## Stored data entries
+ + + + + + +

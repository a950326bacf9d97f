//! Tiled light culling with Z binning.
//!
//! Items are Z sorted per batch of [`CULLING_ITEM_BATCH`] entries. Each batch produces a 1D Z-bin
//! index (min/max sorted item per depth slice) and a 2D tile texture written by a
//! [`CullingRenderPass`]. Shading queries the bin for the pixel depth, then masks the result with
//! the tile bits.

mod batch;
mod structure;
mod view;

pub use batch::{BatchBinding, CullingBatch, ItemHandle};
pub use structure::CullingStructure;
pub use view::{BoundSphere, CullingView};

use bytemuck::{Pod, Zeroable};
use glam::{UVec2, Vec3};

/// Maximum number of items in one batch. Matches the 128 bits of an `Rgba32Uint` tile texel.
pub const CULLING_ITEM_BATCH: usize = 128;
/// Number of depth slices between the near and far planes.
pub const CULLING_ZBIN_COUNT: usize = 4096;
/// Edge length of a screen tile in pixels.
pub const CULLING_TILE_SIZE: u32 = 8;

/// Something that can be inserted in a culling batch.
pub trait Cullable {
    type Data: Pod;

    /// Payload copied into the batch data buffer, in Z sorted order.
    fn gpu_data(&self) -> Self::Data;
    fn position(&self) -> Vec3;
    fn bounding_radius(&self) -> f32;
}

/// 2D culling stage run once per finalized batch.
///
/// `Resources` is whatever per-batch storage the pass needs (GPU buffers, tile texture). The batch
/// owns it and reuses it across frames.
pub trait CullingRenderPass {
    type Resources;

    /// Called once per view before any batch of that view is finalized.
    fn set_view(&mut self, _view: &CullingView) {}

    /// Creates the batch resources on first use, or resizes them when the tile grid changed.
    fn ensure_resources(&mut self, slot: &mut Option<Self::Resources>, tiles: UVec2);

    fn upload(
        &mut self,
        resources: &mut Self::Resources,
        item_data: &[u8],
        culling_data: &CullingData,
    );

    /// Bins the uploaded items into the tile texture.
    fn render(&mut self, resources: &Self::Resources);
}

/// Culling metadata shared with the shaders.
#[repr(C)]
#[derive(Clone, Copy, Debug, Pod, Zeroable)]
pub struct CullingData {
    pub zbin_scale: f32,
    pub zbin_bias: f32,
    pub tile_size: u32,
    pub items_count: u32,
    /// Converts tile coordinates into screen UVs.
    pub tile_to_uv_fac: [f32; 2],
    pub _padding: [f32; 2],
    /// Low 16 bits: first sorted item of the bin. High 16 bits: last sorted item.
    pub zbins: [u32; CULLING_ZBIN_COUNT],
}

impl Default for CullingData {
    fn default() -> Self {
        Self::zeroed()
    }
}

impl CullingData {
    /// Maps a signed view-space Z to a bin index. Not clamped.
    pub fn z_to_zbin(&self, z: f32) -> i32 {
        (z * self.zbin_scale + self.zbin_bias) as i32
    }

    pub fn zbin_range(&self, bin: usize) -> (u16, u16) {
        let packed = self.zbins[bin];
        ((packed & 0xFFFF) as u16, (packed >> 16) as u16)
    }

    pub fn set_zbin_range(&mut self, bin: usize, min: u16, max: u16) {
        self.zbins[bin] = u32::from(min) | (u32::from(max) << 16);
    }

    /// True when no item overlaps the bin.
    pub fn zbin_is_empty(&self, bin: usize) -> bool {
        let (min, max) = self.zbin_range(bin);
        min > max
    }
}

+ + + + + + +

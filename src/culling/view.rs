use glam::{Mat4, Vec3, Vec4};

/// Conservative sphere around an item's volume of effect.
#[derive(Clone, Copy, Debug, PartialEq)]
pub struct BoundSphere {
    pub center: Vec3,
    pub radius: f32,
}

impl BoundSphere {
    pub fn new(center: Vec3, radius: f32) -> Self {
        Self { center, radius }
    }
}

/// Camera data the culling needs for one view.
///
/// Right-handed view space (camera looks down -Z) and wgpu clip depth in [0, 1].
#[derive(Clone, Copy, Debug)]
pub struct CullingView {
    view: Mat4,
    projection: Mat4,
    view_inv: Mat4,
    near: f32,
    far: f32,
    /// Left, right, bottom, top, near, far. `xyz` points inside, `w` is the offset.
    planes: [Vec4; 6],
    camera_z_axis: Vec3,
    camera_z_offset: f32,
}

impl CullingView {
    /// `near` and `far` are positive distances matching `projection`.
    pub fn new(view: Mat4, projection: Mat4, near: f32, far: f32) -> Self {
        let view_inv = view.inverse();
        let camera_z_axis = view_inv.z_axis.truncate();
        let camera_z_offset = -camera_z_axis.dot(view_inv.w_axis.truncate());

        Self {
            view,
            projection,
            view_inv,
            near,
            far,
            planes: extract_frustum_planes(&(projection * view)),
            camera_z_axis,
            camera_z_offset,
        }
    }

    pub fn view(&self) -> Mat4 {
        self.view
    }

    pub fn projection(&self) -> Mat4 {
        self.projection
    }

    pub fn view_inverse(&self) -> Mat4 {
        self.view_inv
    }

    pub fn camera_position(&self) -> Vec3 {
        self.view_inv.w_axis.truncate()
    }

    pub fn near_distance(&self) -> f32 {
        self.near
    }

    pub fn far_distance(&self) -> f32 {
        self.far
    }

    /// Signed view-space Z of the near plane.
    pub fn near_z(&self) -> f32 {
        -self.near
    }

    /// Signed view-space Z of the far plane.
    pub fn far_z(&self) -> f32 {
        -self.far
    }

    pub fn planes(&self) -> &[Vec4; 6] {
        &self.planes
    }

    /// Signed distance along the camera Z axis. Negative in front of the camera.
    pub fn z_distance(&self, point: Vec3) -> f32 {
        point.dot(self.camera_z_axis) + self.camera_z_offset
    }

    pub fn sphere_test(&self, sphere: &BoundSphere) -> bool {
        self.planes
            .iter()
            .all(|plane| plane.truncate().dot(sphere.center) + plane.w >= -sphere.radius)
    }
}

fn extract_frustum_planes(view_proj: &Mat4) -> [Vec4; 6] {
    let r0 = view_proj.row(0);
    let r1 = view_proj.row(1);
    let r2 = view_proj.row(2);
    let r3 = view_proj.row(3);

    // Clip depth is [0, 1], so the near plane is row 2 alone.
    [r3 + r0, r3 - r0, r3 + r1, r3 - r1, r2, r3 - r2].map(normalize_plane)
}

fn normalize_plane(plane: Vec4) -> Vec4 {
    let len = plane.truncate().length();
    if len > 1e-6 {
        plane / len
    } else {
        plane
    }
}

+ + + + + + +

How many lines of the data include the word "CullingView"? Reply with the number and nothing else.

## Written answer
4